- **Exercise details**: Please copy every line of the data in which the string "locking" appears.

[Collected data entries]
========================================
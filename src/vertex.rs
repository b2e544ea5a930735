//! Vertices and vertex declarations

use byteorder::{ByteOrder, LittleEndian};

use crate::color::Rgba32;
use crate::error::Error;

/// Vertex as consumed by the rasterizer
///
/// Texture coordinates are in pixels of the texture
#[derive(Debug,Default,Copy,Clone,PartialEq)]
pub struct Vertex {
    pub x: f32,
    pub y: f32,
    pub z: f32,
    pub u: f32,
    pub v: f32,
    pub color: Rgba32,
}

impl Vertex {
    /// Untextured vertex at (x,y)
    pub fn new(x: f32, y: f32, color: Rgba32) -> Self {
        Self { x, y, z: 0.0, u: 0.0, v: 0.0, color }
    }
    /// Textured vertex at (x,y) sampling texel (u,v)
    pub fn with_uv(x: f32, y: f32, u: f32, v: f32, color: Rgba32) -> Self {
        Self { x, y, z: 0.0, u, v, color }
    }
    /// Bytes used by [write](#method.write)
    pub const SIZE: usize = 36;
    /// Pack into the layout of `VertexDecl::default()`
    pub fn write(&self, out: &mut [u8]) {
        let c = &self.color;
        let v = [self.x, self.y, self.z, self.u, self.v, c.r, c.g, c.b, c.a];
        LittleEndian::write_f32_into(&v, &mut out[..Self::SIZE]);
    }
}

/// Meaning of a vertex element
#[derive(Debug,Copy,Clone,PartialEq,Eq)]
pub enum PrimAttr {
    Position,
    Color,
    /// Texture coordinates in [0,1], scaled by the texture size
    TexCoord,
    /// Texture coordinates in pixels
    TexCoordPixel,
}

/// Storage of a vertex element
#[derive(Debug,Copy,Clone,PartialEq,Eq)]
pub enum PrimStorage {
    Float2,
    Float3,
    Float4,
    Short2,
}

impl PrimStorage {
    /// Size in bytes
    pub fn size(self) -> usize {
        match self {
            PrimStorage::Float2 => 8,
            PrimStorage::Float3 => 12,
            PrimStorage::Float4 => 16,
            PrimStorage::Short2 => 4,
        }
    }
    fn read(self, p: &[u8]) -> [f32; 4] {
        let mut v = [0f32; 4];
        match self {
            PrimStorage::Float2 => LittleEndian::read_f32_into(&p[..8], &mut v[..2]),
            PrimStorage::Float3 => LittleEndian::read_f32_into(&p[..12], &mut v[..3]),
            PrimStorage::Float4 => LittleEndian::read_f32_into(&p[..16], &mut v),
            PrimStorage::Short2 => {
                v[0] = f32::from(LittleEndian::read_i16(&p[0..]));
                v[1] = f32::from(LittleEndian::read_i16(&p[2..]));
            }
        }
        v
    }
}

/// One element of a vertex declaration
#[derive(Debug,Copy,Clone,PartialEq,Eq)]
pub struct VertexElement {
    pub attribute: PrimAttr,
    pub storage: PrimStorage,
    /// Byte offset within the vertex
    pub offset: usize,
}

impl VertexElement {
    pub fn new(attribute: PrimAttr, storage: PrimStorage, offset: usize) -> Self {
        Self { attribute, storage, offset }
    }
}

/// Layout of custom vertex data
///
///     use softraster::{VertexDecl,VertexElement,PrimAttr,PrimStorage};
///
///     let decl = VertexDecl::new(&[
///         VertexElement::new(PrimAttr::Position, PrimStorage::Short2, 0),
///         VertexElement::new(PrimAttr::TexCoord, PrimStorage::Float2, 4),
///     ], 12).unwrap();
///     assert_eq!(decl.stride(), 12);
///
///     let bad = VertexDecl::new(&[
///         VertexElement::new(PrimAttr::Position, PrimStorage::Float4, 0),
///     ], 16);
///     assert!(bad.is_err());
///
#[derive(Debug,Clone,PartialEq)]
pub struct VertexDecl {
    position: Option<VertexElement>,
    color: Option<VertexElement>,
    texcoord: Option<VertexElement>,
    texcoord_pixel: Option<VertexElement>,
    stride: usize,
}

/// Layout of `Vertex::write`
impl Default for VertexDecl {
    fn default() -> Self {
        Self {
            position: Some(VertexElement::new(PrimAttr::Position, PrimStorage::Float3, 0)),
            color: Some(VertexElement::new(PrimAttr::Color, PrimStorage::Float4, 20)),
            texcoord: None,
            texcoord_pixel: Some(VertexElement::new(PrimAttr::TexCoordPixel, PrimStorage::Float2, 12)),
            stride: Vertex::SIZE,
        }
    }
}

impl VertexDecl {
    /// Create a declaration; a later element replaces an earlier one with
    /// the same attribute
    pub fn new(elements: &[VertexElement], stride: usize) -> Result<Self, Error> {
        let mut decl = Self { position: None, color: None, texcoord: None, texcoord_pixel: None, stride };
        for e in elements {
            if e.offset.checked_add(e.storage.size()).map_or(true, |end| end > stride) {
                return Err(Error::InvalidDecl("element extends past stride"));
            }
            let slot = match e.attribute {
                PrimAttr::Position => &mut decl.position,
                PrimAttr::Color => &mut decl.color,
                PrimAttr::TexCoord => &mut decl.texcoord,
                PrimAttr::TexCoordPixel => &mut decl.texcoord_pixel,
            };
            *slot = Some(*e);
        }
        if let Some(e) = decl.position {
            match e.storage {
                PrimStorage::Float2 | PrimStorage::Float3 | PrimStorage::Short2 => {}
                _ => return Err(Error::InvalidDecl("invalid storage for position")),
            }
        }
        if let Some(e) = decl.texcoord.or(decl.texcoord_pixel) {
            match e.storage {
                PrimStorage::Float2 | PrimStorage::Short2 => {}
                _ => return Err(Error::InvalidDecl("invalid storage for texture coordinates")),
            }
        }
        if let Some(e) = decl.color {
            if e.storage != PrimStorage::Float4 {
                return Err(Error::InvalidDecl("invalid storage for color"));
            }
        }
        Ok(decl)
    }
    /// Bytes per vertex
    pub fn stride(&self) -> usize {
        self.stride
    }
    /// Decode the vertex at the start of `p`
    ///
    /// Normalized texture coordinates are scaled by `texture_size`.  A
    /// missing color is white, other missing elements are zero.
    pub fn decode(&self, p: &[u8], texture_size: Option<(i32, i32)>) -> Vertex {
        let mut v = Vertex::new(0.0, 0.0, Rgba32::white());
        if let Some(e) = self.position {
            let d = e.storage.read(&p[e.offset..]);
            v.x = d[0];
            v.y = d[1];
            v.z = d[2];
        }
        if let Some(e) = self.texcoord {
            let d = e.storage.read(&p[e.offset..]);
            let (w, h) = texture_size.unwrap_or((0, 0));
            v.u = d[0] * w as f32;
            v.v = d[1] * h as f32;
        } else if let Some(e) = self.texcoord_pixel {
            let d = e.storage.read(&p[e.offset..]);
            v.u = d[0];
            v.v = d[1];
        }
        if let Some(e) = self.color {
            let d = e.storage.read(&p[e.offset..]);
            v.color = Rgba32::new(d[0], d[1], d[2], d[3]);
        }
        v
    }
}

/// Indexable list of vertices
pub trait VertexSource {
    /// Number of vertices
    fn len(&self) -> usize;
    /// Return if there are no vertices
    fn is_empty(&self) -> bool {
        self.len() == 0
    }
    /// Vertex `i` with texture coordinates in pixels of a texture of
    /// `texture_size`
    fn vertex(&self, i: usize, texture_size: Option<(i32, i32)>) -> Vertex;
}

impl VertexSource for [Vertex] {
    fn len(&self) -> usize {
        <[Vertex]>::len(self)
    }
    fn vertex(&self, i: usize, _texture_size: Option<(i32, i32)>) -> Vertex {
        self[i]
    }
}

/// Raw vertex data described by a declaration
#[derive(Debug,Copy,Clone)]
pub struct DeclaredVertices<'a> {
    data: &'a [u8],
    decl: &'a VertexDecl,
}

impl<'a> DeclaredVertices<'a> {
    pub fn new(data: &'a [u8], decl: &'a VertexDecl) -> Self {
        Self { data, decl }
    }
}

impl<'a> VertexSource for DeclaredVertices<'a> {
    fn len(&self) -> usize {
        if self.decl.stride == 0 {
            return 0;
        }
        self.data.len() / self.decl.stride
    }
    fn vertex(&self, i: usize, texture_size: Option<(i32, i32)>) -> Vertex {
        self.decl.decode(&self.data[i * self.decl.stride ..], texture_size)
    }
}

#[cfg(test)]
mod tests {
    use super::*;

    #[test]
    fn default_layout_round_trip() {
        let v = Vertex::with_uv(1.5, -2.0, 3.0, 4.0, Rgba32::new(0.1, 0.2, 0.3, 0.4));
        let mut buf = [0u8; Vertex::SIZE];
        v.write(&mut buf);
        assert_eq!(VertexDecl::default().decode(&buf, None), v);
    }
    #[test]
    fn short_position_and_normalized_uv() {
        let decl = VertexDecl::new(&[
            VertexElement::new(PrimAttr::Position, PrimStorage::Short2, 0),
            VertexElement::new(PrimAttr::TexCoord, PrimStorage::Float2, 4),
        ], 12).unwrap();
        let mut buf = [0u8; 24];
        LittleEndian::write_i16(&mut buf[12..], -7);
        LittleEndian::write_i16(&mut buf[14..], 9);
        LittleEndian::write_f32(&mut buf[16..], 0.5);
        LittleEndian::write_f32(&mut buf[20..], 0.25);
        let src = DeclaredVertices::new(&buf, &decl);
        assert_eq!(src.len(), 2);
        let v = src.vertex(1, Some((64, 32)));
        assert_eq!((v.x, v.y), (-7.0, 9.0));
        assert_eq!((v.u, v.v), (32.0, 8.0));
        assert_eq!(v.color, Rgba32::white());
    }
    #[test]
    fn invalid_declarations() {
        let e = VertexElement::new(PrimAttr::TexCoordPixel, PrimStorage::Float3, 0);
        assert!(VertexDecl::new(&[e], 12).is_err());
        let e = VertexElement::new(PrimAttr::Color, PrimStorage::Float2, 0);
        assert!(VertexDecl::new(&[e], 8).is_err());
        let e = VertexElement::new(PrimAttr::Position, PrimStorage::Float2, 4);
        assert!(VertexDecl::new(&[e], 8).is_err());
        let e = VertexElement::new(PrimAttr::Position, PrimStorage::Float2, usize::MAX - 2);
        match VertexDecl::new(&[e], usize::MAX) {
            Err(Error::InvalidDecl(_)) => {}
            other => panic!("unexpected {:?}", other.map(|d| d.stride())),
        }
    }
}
========================================
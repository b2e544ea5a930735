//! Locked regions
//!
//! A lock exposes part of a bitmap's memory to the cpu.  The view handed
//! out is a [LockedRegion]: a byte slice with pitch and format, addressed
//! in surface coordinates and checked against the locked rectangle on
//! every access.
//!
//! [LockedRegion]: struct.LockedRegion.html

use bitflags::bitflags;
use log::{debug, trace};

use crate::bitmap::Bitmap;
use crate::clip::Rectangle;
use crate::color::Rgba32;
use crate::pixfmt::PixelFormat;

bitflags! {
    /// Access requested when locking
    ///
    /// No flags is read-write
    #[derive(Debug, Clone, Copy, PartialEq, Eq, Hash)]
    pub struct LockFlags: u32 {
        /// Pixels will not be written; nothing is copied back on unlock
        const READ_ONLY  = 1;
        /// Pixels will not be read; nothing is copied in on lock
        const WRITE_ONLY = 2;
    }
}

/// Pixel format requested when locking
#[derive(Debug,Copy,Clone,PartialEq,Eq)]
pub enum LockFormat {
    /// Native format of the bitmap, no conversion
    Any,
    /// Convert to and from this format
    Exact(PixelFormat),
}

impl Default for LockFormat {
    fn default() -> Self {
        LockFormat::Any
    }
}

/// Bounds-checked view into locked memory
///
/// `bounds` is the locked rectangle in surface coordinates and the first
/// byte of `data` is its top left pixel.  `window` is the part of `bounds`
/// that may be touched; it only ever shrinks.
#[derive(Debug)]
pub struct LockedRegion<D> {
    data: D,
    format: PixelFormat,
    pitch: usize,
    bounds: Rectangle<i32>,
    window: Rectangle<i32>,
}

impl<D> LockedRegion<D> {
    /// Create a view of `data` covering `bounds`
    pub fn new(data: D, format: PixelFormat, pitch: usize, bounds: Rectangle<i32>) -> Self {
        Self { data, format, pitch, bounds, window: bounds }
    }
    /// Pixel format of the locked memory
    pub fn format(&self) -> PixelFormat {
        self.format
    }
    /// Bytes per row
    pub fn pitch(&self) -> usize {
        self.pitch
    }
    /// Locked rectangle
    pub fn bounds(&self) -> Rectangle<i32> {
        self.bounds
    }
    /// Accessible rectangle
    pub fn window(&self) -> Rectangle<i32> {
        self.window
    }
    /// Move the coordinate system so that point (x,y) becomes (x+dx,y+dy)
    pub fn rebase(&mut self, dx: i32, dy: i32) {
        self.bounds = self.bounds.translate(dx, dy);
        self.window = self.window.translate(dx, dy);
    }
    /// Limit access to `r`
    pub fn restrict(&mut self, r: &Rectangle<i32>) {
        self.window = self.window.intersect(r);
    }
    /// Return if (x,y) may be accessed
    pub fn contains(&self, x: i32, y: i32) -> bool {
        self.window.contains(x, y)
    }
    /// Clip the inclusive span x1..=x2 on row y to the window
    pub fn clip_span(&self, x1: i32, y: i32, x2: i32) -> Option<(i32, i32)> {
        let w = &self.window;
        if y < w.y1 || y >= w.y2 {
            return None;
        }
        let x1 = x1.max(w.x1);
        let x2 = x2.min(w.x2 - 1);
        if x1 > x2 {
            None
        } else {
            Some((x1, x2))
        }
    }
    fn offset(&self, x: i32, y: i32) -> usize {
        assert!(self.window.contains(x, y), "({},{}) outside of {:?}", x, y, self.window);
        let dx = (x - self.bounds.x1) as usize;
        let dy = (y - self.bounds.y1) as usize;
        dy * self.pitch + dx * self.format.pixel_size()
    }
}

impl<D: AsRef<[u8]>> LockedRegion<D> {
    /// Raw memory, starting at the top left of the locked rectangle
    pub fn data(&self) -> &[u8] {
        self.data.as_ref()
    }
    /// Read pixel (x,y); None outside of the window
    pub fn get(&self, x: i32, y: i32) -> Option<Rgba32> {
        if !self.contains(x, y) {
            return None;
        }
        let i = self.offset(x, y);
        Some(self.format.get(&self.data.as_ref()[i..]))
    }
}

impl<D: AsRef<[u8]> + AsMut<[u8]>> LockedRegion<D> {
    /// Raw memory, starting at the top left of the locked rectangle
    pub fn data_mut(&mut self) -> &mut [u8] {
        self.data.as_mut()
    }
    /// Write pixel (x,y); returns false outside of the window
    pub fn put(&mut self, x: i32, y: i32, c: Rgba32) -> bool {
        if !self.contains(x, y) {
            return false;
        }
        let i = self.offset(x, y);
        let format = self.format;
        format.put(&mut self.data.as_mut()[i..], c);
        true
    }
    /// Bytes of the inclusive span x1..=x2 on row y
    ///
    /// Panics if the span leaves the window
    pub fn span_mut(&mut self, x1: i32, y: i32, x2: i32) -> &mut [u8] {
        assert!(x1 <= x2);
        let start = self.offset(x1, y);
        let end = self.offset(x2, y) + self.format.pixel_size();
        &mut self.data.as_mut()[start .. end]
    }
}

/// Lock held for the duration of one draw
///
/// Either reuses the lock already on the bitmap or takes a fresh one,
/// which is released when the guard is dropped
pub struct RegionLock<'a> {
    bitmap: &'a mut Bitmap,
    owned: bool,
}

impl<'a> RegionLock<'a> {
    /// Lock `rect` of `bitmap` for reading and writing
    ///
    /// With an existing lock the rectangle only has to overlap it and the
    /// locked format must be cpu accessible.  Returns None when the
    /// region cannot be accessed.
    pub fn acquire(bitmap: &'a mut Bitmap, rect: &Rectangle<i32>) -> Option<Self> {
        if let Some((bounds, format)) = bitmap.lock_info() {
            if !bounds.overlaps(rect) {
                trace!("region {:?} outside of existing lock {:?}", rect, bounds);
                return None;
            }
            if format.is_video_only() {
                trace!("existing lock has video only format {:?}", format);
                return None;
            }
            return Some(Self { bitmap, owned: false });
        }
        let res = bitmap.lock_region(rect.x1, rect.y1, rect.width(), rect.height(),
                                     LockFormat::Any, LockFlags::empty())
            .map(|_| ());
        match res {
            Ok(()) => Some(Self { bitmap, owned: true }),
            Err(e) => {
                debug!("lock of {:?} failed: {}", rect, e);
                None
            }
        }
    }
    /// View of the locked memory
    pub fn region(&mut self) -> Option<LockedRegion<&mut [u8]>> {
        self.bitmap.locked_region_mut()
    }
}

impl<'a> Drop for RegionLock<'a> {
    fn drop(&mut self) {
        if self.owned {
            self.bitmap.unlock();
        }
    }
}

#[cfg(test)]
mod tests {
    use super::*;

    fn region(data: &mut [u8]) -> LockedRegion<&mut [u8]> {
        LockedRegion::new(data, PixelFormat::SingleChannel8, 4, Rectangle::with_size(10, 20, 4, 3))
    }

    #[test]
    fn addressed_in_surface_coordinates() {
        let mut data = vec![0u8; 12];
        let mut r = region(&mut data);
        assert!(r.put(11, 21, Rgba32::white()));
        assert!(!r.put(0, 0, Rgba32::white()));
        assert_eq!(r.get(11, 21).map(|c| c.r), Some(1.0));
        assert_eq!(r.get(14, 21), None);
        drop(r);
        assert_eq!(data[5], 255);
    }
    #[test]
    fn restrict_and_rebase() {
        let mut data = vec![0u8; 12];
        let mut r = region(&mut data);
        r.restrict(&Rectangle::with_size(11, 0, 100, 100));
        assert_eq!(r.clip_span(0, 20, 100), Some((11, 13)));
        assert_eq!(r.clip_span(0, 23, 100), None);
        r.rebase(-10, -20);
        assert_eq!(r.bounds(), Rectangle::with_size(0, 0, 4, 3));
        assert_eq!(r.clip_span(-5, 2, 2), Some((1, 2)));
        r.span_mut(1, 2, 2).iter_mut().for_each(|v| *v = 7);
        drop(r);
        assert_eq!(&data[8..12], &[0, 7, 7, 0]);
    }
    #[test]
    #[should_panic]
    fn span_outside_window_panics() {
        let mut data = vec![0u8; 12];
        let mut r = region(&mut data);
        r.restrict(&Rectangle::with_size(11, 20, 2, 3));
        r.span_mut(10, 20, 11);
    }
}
========================================
- **Expected answer**:
    /// Access requested when locking
/// Pixel format requested when locking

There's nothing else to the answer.